Serum Levels of Matrix Metalloproteinase-1 in Brazilian Patients with Benign Prostatic Hyperplasia or Prostate Cancer

Abstract

Metalloproteinases (MMPs) are involved in metastatic tumor processes, with changes in circulating levels detected in several cancer types. Here, we compare serum concentrations of metalloproteinase-1 (MMP-1) across individuals clinically diagnosed with prostate cancer (PCa) or benign prostatic hyperplasia (BPH), correcting results for the rs495366 single nucleotide polymorphism (SNP) that predisposes to differential MMP-1 levels. 196 men aged ≥50 years were followed at a university hospital urology outpatient clinic, with clinical, anthropometric, and rectal examinations performed by one urologist. Blood samples obtained prior to any clinical intervention provided baseline MMP-1 and total/free PSA levels as well as metabolic, hormonal, and inflammatory markers. The SNP was genotyped by real-time PCR. Participants with medical and/or laboratory profile compatible with malignancy composed the PCa group when confirmed by the Gleason scale.
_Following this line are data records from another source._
//! Spreadsheet drop zone.
//!
//! Accepts one `.xls`/`.xlsx` by drag & drop or through the file picker.
//! Drops are refused while an upload is in flight; the outcome of the last
//! attempt is shown underneath.

use leptos::*;
use std::rc::Rc;
use wasm_bindgen::JsCast;
use web_sys::{DragEvent, Event, HtmlInputElement};

use vaultage::{Submission, UploadAttempt, UploadController, UploadStatus};

use crate::services::{BrowserFile, BrowserGateway};
use crate::ACCEPTED_FILES;

#[component]
pub fn DropZone(
    controller: Rc<UploadController<BrowserGateway>>,
    attempt: ReadSignal<UploadAttempt>,
) -> impl IntoView {
    let (dragging, set_dragging) = create_signal(false);
    let busy = move || attempt.with(UploadAttempt::is_busy);

    let submit = {
        let controller = controller.clone();
        move |files: Vec<BrowserFile>| {
            let controller = controller.clone();
            spawn_local(async move {
                if let Submission::Ignored(rejection) = controller.submit(files).await {
                    log::info!("🚫 Selection ignored: {:?}", rejection);
                }
            });
        }
    };

    let on_drop = {
        let submit = submit.clone();
        move |ev: DragEvent| {
            ev.prevent_default();
            set_dragging.set(false);
            if busy() {
                log::warn!("⚠️ Upload in progress, drop refused");
                return;
            }
            let files = ev
                .data_transfer()
                .and_then(|transfer| transfer.files())
                .map(|list| BrowserFile::from_list(&list))
                .unwrap_or_default();
            submit(files);
        }
    };

    let on_drag_over = move |ev: DragEvent| {
        ev.prevent_default();
        if !busy() {
            set_dragging.set(true);
        }
    };

    let on_file_change = move |ev: Event| {
        let input: HtmlInputElement = event_target(&ev);
        let files = input
            .files()
            .map(|list| BrowserFile::from_list(&list))
            .unwrap_or_default();
        // Let the same file be picked again.
        input.set_value("");
        submit(files);
    };

    let open_picker = move |_| {
        if busy() {
            return;
        }
        let input = document()
            .get_element_by_id("fileInput")
            .and_then(|el| el.dyn_into::<HtmlInputElement>().ok());
        if let Some(input) = input {
            input.click();
        }
    };

    view! {
        <div
            class="upload-section"
            id="uploadZone"
            class:dragging=move || dragging.get()
            class:disabled=busy
            on:click=open_picker
            on:dragover=on_drag_over
            on:dragleave=move |_| set_dragging.set(false)
            on:drop=on_drop
        >
            <div class="upload-icon">"📤"</div>
            <div class="upload-text">
                {move || if busy() {
                    "⏳ Uploading..."
                } else {
                    "Drop an Excel file here"
                }}
            </div>

            <Show
                when=move || !busy()
                fallback=|| view! { }
            >
                <div class="upload-hint">"or click to browse (.xls, .xlsx)"</div>
            </Show>

            <input
                type="file"
                id="fileInput"
                accept=ACCEPTED_FILES
                style="display:none"
                prop:disabled=busy
                on:click=|ev| ev.stop_propagation()
                on:change=on_file_change
            />

            <Show
                when=move || attempt.with(UploadAttempt::has_outcome)
                fallback=|| view! { }
            >
                <div
                    class="status-message"
                    class:success=move || attempt.with(|a| a.status == UploadStatus::Succeeded)
                    class:error-message=move || attempt.with(|a| a.status == UploadStatus::Failed)
                >
                    {move || attempt.with(|a| a.message.clone())}
                </div>
            </Show>
        </div>
    }
}
//! Single-file upload lifecycle.
//!
//! ```text
//! Idle ──submit──▶ InProgress ──2xx──────▶ Succeeded ─┐
//!                      │                               │ next submit
//!                      └──error / non-2xx─▶ Failed ────┴──▶ InProgress
//! ```
//!
//! One network call per accepted submission, no automatic retry. A success
//! emits [`UploadCompleted`], which the root wires to the refresh
//! coordinator.

use std::cell::RefCell;
use std::rc::Rc;

use crate::error::GatewayError;
use crate::events::Listeners;
use crate::gateway::{spreadsheet_media_type, Gateway, UploadFile, SPREADSHEET_MEDIA_TYPES};

/// Message shown when the service gives no detail.
pub const GENERIC_FAILURE: &str = "Upload failed";

// =============================================================================
// State
// =============================================================================

#[derive(Clone, Copy, Debug, Default, PartialEq, Eq)]
pub enum UploadStatus {
    #[default]
    Idle,
    InProgress,
    Succeeded,
    Failed,
}

/// The most recent upload and its user-facing message.
#[derive(Clone, Debug, Default, PartialEq, Eq)]
pub struct UploadAttempt {
    pub status: UploadStatus,
    pub message: String,
}

impl UploadAttempt {
    fn in_progress() -> Self {
        Self {
            status: UploadStatus::InProgress,
            message: String::new(),
        }
    }

    fn succeeded(file_name: &str) -> Self {
        Self {
            status: UploadStatus::Succeeded,
            message: format!("Successfully uploaded {}", file_name),
        }
    }

    fn failed(error: &GatewayError) -> Self {
        Self {
            status: UploadStatus::Failed,
            message: error.detail().unwrap_or(GENERIC_FAILURE).to_string(),
        }
    }

    pub fn is_busy(&self) -> bool {
        self.status == UploadStatus::InProgress
    }

    /// Whether the status line should be shown.
    pub fn has_outcome(&self) -> bool {
        matches!(self.status, UploadStatus::Succeeded | UploadStatus::Failed)
    }
}

// =============================================================================
// Selection
// =============================================================================

/// Why a selection was dropped before any network call.
#[derive(Clone, Debug, PartialEq, Eq)]
pub enum Rejection {
    Empty,
    TooMany(usize),
    UnsupportedType { name: String, media_type: String },
}

/// Whether the file is a legacy or OOXML workbook.
///
/// Falls back to the extension when the platform declared no media type.
pub fn is_spreadsheet(file: &impl UploadFile) -> bool {
    let media_type = file.media_type();
    let media_type = media_type.trim();
    if media_type.is_empty() {
        return spreadsheet_media_type(&file.name()).is_some();
    }
    SPREADSHEET_MEDIA_TYPES
        .iter()
        .any(|allowed| allowed.eq_ignore_ascii_case(media_type))
}

/// Pick the one spreadsheet out of a drop or file-picker selection.
pub fn select_spreadsheet<F: UploadFile>(files: Vec<F>) -> Result<F, Rejection> {
    let count = files.len();
    let mut files = files.into_iter();
    let file = match (files.next(), count) {
        (None, _) => return Err(Rejection::Empty),
        (Some(file), 1) => file,
        (Some(_), n) => return Err(Rejection::TooMany(n)),
    };

    if is_spreadsheet(&file) {
        Ok(file)
    } else {
        Err(Rejection::UnsupportedType {
            name: file.name(),
            media_type: file.media_type(),
        })
    }
}

// =============================================================================
// Controller
// =============================================================================

/// Emitted once per successful upload.
#[derive(Clone, Debug, PartialEq, Eq)]
pub struct UploadCompleted {
    pub file_name: String,
}

/// What a call to [`UploadController::submit`] did.
#[derive(Clone, Debug, PartialEq, Eq)]
pub enum Submission {
    /// Rejected before any network call; state untouched.
    Ignored(Rejection),
    /// Another upload is in flight; state untouched.
    Busy,
    Succeeded,
    Failed,
}

/// Owner of the [`UploadAttempt`].
pub struct UploadController<G: Gateway> {
    gateway: Rc<G>,
    attempt: RefCell<UploadAttempt>,
    changed: Listeners<UploadAttempt>,
    completed: Listeners<UploadCompleted>,
}

impl<G: Gateway> UploadController<G> {
    pub fn new(gateway: Rc<G>) -> Self {
        Self {
            gateway,
            attempt: RefCell::new(UploadAttempt::default()),
            changed: Listeners::new(),
            completed: Listeners::new(),
        }
    }

    pub fn attempt(&self) -> UploadAttempt {
        self.attempt.borrow().clone()
    }

    /// The surface must refuse drops while this is true.
    pub fn is_busy(&self) -> bool {
        self.attempt.borrow().is_busy()
    }

    pub fn on_change(&self, callback: impl Fn(&UploadAttempt) + 'static) {
        self.changed.subscribe(callback);
    }

    pub fn on_completed(&self, callback: impl Fn(&UploadCompleted) + 'static) {
        self.completed.subscribe(callback);
    }

    /// Validate the selection and upload it.
    pub async fn submit(&self, files: Vec<G::File>) -> Submission {
        let file = match select_spreadsheet(files) {
            Ok(file) => file,
            Err(rejection) => {
                log::debug!("Selection ignored: {:?}", rejection);
                return Submission::Ignored(rejection);
            }
        };
        if self.is_busy() {
            log::warn!("⚠️ Upload already in progress, {} ignored", file.name());
            return Submission::Busy;
        }

        let file_name = file.name();
        self.transition(UploadAttempt::in_progress());
        log::info!("📤 Uploading {}...", file_name);

        match self.gateway.upload(&file).await {
            Ok(()) => {
                log::info!("✅ Uploaded {}", file_name);
                self.transition(UploadAttempt::succeeded(&file_name));
                self.completed.emit(&UploadCompleted { file_name });
                Submission::Succeeded
            }
            Err(e) => {
                log::error!("❌ Upload of {} failed: {}", file_name, e);
                self.transition(UploadAttempt::failed(&e));
                Submission::Failed
            }
        }
    }

    fn transition(&self, next: UploadAttempt) {
        self.attempt.replace(next.clone());
        self.changed.emit(&next);
    }
}

#[cfg(test)]
mod tests {
    use super::*;
    use crate::gateway::XLS_MEDIA_TYPE;
    use crate::testing::{Call, MockGateway, TestFile};
    use futures::executor::{block_on, LocalPool};
    use futures::task::LocalSpawnExt;
    use std::cell::Cell;

    fn controller() -> (Rc<MockGateway>, Rc<UploadController<MockGateway>>) {
        let gateway = Rc::new(MockGateway::new());
        let controller = Rc::new(UploadController::new(gateway.clone()));
        (gateway, controller)
    }

    fn record_statuses(
        controller: &UploadController<MockGateway>,
    ) -> Rc<RefCell<Vec<UploadStatus>>> {
        let statuses = Rc::new(RefCell::new(Vec::new()));
        let sink = statuses.clone();
        controller.on_change(move |attempt| sink.borrow_mut().push(attempt.status));
        statuses
    }

    #[test]
    fn test_selection_rules() {
        let none: Vec<TestFile> = Vec::new();
        assert_eq!(select_spreadsheet(none), Err(Rejection::Empty));

        let two = vec![TestFile::xlsx("a.xlsx"), TestFile::xlsx("b.xlsx")];
        assert_eq!(select_spreadsheet(two), Err(Rejection::TooMany(2)));

        let csv = vec![TestFile::new("notes.csv", "text/csv")];
        assert!(matches!(
            select_spreadsheet(csv),
            Err(Rejection::UnsupportedType { .. })
        ));

        let legacy = vec![TestFile::new("legacy.xls", XLS_MEDIA_TYPE)];
        assert!(select_spreadsheet(legacy).is_ok());

        let untyped = vec![TestFile::new("Report.XLSX", "")];
        assert!(select_spreadsheet(untyped).is_ok());

        // A declared type wins over a misleading extension.
        let disguised = vec![TestFile::new("photo.xlsx", "image/png")];
        assert!(select_spreadsheet(disguised).is_err());
    }

    #[test]
    fn test_success_path() {
        let (gateway, controller) = controller();
        let statuses = record_statuses(&controller);
        let completed = Rc::new(RefCell::new(Vec::new()));
        let sink = completed.clone();
        controller.on_completed(move |event| sink.borrow_mut().push(event.file_name.clone()));

        gateway.reply_upload(Ok(()));
        let outcome = block_on(controller.submit(vec![TestFile::xlsx("q3.xlsx")]));

        assert_eq!(outcome, Submission::Succeeded);
        assert_eq!(*statuses.borrow(), vec![UploadStatus::InProgress, UploadStatus::Succeeded]);
        assert_eq!(controller.attempt().message, "Successfully uploaded q3.xlsx");
        assert_eq!(*completed.borrow(), vec!["q3.xlsx".to_string()]);
        assert_eq!(gateway.calls(), vec![Call::Upload("q3.xlsx".into())]);
    }

    #[test]
    fn test_non_spreadsheet_is_ignored() {
        let (gateway, controller) = controller();
        let statuses = record_statuses(&controller);

        for files in [
            vec![TestFile::new("notes.txt", "text/plain")],
            vec![TestFile::new("data.csv", "text/csv")],
            vec![],
        ] {
            let outcome = block_on(controller.submit(files));
            assert!(matches!(outcome, Submission::Ignored(_)));
        }

        assert!(statuses.borrow().is_empty());
        assert!(gateway.calls().is_empty());
        assert_eq!(controller.attempt(), UploadAttempt::default());
    }

    #[test]
    fn test_failure_uses_server_detail() {
        let (gateway, controller) = controller();
        let fired = Rc::new(Cell::new(0));
        let sink = fired.clone();
        controller.on_completed(move |_| sink.set(sink.get() + 1));

        gateway.reply_upload(Err(GatewayError::server(
            400,
            r#"{"detail": "Only Excel files are allowed"}"#,
        )));
        let outcome = block_on(controller.submit(vec![TestFile::xlsx("bad.xlsx")]));

        assert_eq!(outcome, Submission::Failed);
        let attempt = controller.attempt();
        assert_eq!(attempt.status, UploadStatus::Failed);
        assert_eq!(attempt.message, "Only Excel files are allowed");
        assert_eq!(fired.get(), 0);
    }

    #[test]
    fn test_failure_without_detail_uses_fallback() {
        let (gateway, controller) = controller();

        gateway.reply_upload(Err(GatewayError::Network("connection refused".into())));
        block_on(controller.submit(vec![TestFile::xlsx("a.xlsx")]));
        assert_eq!(controller.attempt().message, GENERIC_FAILURE);

        gateway.reply_upload(Err(GatewayError::server(500, "Internal Server Error")));
        block_on(controller.submit(vec![TestFile::xlsx("a.xlsx")]));
        assert_eq!(controller.attempt().message, GENERIC_FAILURE);

        // No retry happened behind the user's back.
        assert_eq!(gateway.count(|c| matches!(c, Call::Upload(_))), 2);
    }

    #[test]
    fn test_busy_while_in_progress() {
        let (gateway, controller) = controller();
        let responder = gateway.defer_upload();
        let mut pool = LocalPool::new();

        let first = controller.clone();
        pool.spawner()
            .spawn_local(async move {
                first.submit(vec![TestFile::xlsx("first.xlsx")]).await;
            })
            .unwrap();
        pool.run_until_stalled();
        assert!(controller.is_busy());
        assert_eq!(controller.attempt().message, "");

        let second = block_on(controller.submit(vec![TestFile::xlsx("second.xlsx")]));
        assert_eq!(second, Submission::Busy);

        responder.send(Ok(())).unwrap();
        pool.run_until_stalled();
        assert_eq!(controller.attempt().status, UploadStatus::Succeeded);
        assert_eq!(gateway.count(|c| matches!(c, Call::Upload(_))), 1);
    }

    #[test]
    fn test_next_attempt_goes_straight_to_in_progress() {
        let (gateway, controller) = controller();
        gateway.reply_upload(Err(GatewayError::Network("offline".into())));
        block_on(controller.submit(vec![TestFile::xlsx("a.xlsx")]));

        let statuses = record_statuses(&controller);
        gateway.reply_upload(Ok(()));
        block_on(controller.submit(vec![TestFile::xlsx("a.xlsx")]));

        assert_eq!(*statuses.borrow(), vec![UploadStatus::InProgress, UploadStatus::Succeeded]);
    }
}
As expected, A-allele homozygotes showed reduced levels of MMP-1. Genotype-adjusted analyses revealed the mean MMP-1 level as 2-fold higher in PCa carriers compared to BPH patients. No other differences were found according to the prostatic condition or genotypic distribution, except for the expected raise in total and free PSA levels in PCa. In conclusion, increased serum levels of MMP-1 were observed in this context of prostatic malignancy compared to a benign phenotype, regardless of a genetic influence.